_Given data:_
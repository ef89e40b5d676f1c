/// Compile-time build metadata produced by `build.rs`.
#[derive(Debug, Clone, Copy)]
pub struct BuildMetadata {
    pub version: &'static str,
    pub git_hash: &'static str,
    pub git_status: &'static str,
    pub timestamp: &'static str,
    pub target: &'static str,
    pub rustc: &'static str,
}

pub fn current() -> BuildMetadata {
    BuildMetadata {
        version: env!("CARGO_PKG_VERSION"),
        git_hash: option_env!("EXPENSE_CORE_BUILD_HASH").unwrap_or("unknown"),
        git_status: option_env!("EXPENSE_CORE_BUILD_STATUS").unwrap_or("unknown"),
        timestamp: option_env!("EXPENSE_CORE_BUILD_TIMESTAMP").unwrap_or("unknown"),
        target: option_env!("EXPENSE_CORE_BUILD_TARGET").unwrap_or("unknown"),
        rustc: option_env!("EXPENSE_CORE_BUILD_RUSTC").unwrap_or("unknown"),
    }
}
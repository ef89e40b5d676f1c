use crate::cli::commands::{CommandDefinition, CommandRegistry};
use crate::cli::io;
use crate::cli::output::section as output_section;

pub fn print_overview(registry: &CommandRegistry) {
    output_section("Available commands");
    for definition in registry.iter() {
        io::print_info(format!(
            "  {:<16} {}",
            definition.name, definition.description
        ));
    }
    io::print_info("Use `help <command>` for details.");
}

pub fn print_command(definition: &CommandDefinition) {
    output_section(format!("Help: {}", definition.name));
    io::print_info(format!("  Description: {}", definition.description));
    io::print_info(format!("  Usage: {}", definition.usage));
}
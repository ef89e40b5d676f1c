#![allow(dead_code)]

use chrono::NaiveDate;
use expense_core::ExpenseFields;
use rust_decimal::Decimal;

pub fn date(year: i32, month: u32, day: u32) -> NaiveDate {
    NaiveDate::from_ymd_opt(year, month, day).expect("valid calendar date")
}

/// A valid field set with the given amount.
pub fn fields_with_amount(amount: Decimal) -> ExpenseFields {
    ExpenseFields::new("Groceries", amount, "Food", date(2025, 9, 21))
}

pub fn fields(description: &str, amount: Decimal, category: &str) -> ExpenseFields {
    ExpenseFields::new(description, amount, category, date(2025, 9, 21))
}
mod common;

use common::{fields, fields_with_amount};
use expense_core::{
    CostTier, Expense, ExpenseManager, ExpenseRepository, ExpenseStore, SharedExpenseStore,
    ValidationErrorKind,
};
use rust_decimal::Decimal;
use rust_decimal_macros::dec;

#[test]
fn empty_store_totals_zero() {
    let mut store = ExpenseStore::new();
    let manager = ExpenseManager::new(&mut store);
    assert_eq!(manager.get_total_expenses(), Decimal::ZERO);
    assert_eq!(format!("{:.2}", manager.get_total_expenses()), "0.00");
}

#[test]
fn total_is_exact() {
    let mut store = ExpenseStore::new();
    let mut manager = ExpenseManager::new(&mut store);
    for amount in [dec!(10.50), dec!(20.00), dec!(0.50)] {
        manager.add_expense(fields_with_amount(amount)).unwrap();
    }
    assert_eq!(manager.get_total_expenses(), dec!(31.00));
}

#[test]
fn total_saturates_instead_of_overflowing() {
    let mut store = ExpenseStore::new();
    let mut manager = ExpenseManager::new(&mut store);
    manager.add_expense(fields_with_amount(Decimal::MAX)).unwrap();
    manager.add_expense(fields_with_amount(Decimal::MAX)).unwrap();
    assert_eq!(manager.get_total_expenses(), Decimal::MAX);
    assert_eq!(manager.list_expenses().len(), 2);
}

#[test]
fn total_reflects_store_changes_made_elsewhere() {
    let shared = SharedExpenseStore::new();
    let manager = ExpenseManager::new(shared.clone());
    let mut writer = shared.clone();
    writer.add(fields_with_amount(dec!(0.10))).unwrap();
    writer.add(fields_with_amount(dec!(0.20))).unwrap();
    assert_eq!(manager.get_total_expenses(), dec!(0.30));
    assert_eq!(manager.list_expenses().len(), 2);
}

#[test]
fn add_expense_delegates_to_store() {
    let mut store = ExpenseStore::new();
    let mut manager = ExpenseManager::new(&mut store);
    let first = manager.add_expense(fields("Cinema", dec!(25), "Leisure")).unwrap();
    let err = manager.add_expense(fields("no", dec!(25), "Leisure")).unwrap_err();
    let second = manager.add_expense(fields("Popcorn", dec!(8), "Leisure")).unwrap();

    assert_eq!(err.kind(), ValidationErrorKind::InvalidDescription);
    assert_eq!((first.id(), second.id()), (1, 2));
    assert_eq!(manager.get_expense(2), Some(second));
    assert_eq!(manager.get_expense(3), None);
    assert_eq!(manager.store().len(), 2);
}

#[test]
fn classification_boundaries() {
    let mut store = ExpenseStore::new();
    let manager = ExpenseManager::new(&mut store);
    let cases = [
        (dec!(0.01), CostTier::Low),
        (dec!(20.00), CostTier::Low),
        (dec!(20.01), CostTier::Medium),
        (dec!(100.00), CostTier::Medium),
        (dec!(100.01), CostTier::High),
        (dec!(1000000), CostTier::High),
    ];
    for (amount, expected) in cases {
        let expense = Expense::new(1, fields_with_amount(amount)).unwrap();
        assert_eq!(
            manager.categorize_expense_by_cost(&expense),
            expected,
            "amount {amount}"
        );
    }
}
use std::collections::BTreeMap;

use crate::domain::{Expense, ExpenseFields};
use crate::errors::ValidationError;

use super::ExpenseRepository;

/// Append-only, process-scoped ledger of expenses.
///
/// Ids are handed out from a counter starting at 1 and only advance on a
/// successful insertion. Since ids grow monotonically, iterating the id-keyed
/// map yields insertion order.
#[derive(Debug, Clone)]
pub struct ExpenseStore {
    expenses: BTreeMap<u64, Expense>,
    next_id: u64,
}

impl ExpenseStore {
    pub fn new() -> Self {
        Self {
            expenses: BTreeMap::new(),
            next_id: 1,
        }
    }

    /// Id the next successful insertion will receive.
    pub fn next_id(&self) -> u64 {
        self.next_id
    }

    pub fn add(&mut self, fields: ExpenseFields) -> Result<Expense, ValidationError> {
        let id = self.next_id;
        let expense = match Expense::new(id, fields) {
            Ok(expense) => expense,
            Err(err) => {
                tracing::warn!(field = err.field(), error = %err, "expense rejected");
                return Err(err);
            }
        };
        self.expenses.insert(id, expense.clone());
        self.next_id += 1;
        tracing::debug!(id, amount = %expense.amount(), "expense stored");
        Ok(expense)
    }

    pub fn get(&self, id: u64) -> Option<&Expense> {
        self.expenses.get(&id)
    }

    /// Borrowing, read-only view in insertion order.
    pub fn iter(&self) -> impl Iterator<Item = &Expense> {
        self.expenses.values()
    }

    pub fn len(&self) -> usize {
        self.expenses.len()
    }

    pub fn is_empty(&self) -> bool {
        self.expenses.is_empty()
    }
}

impl Default for ExpenseStore {
    fn default() -> Self {
        Self::new()
    }
}

impl ExpenseRepository for ExpenseStore {
    fn add(&mut self, fields: ExpenseFields) -> Result<Expense, ValidationError> {
        ExpenseStore::add(self, fields)
    }

    fn get_by_id(&self, id: u64) -> Option<Expense> {
        self.get(id).cloned()
    }

    fn get_all(&self) -> Vec<Expense> {
        self.iter().cloned().collect()
    }

    fn len(&self) -> usize {
        ExpenseStore::len(self)
    }
}

#[cfg(test)]
mod tests {
    use super::*;
    use chrono::NaiveDate;
    use rust_decimal::Decimal;
    use rust_decimal_macros::dec;

    fn fields(description: &str, amount: Decimal) -> ExpenseFields {
        ExpenseFields::new(
            description,
            amount,
            "General",
            NaiveDate::from_ymd_opt(2024, 3, 1).unwrap(),
        )
    }

    #[test]
    fn ids_start_at_one_and_increase() {
        let mut store = ExpenseStore::new();
        let first = store.add(fields("Coffee", dec!(3.50))).unwrap();
        let second = store.add(fields("Lunch", dec!(12))).unwrap();
        assert_eq!(first.id(), 1);
        assert_eq!(second.id(), 2);
        assert_eq!(store.next_id(), 3);
    }

    #[test]
    fn rejected_insertion_does_not_consume_an_id() {
        let mut store = ExpenseStore::new();
        store.add(fields("Coffee", dec!(3.50))).unwrap();
        store.add(fields("x", dec!(1))).unwrap_err();
        store.add(fields("Refund", dec!(-4))).unwrap_err();
        assert_eq!(store.len(), 1);
        assert_eq!(store.next_id(), 2);

        let next = store.add(fields("Dinner", dec!(30))).unwrap();
        assert_eq!(next.id(), 2);
    }

    #[test]
    fn snapshot_is_detached_from_store() {
        let mut store = ExpenseStore::new();
        store.add(fields("Coffee", dec!(3.50))).unwrap();
        let mut snapshot = ExpenseRepository::get_all(&store);
        snapshot.clear();
        assert_eq!(store.len(), 1);
    }

    #[test]
    fn lookup_misses_return_none() {
        let mut store = ExpenseStore::new();
        store.add(fields("Coffee", dec!(3.50))).unwrap();
        assert!(store.get(0).is_none());
        assert!(store.get(2).is_none());
        assert_eq!(store.get(1).map(Expense::description), Some("Coffee"));
    }
}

_What the task asks:_ Return, from the data, each line where the string "unknown" occurs.

_Response:_
        git_hash: option_env!("EXPENSE_CORE_BUILD_HASH").unwrap_or("unknown"),
        git_status: option_env!("EXPENSE_CORE_BUILD_STATUS").unwrap_or("unknown"),
        timestamp: option_env!("EXPENSE_CORE_BUILD_TIMESTAMP").unwrap_or("unknown"),
        target: option_env!("EXPENSE_CORE_BUILD_TARGET").unwrap_or("unknown"),
        rustc: option_env!("EXPENSE_CORE_BUILD_RUSTC").unwrap_or("unknown"),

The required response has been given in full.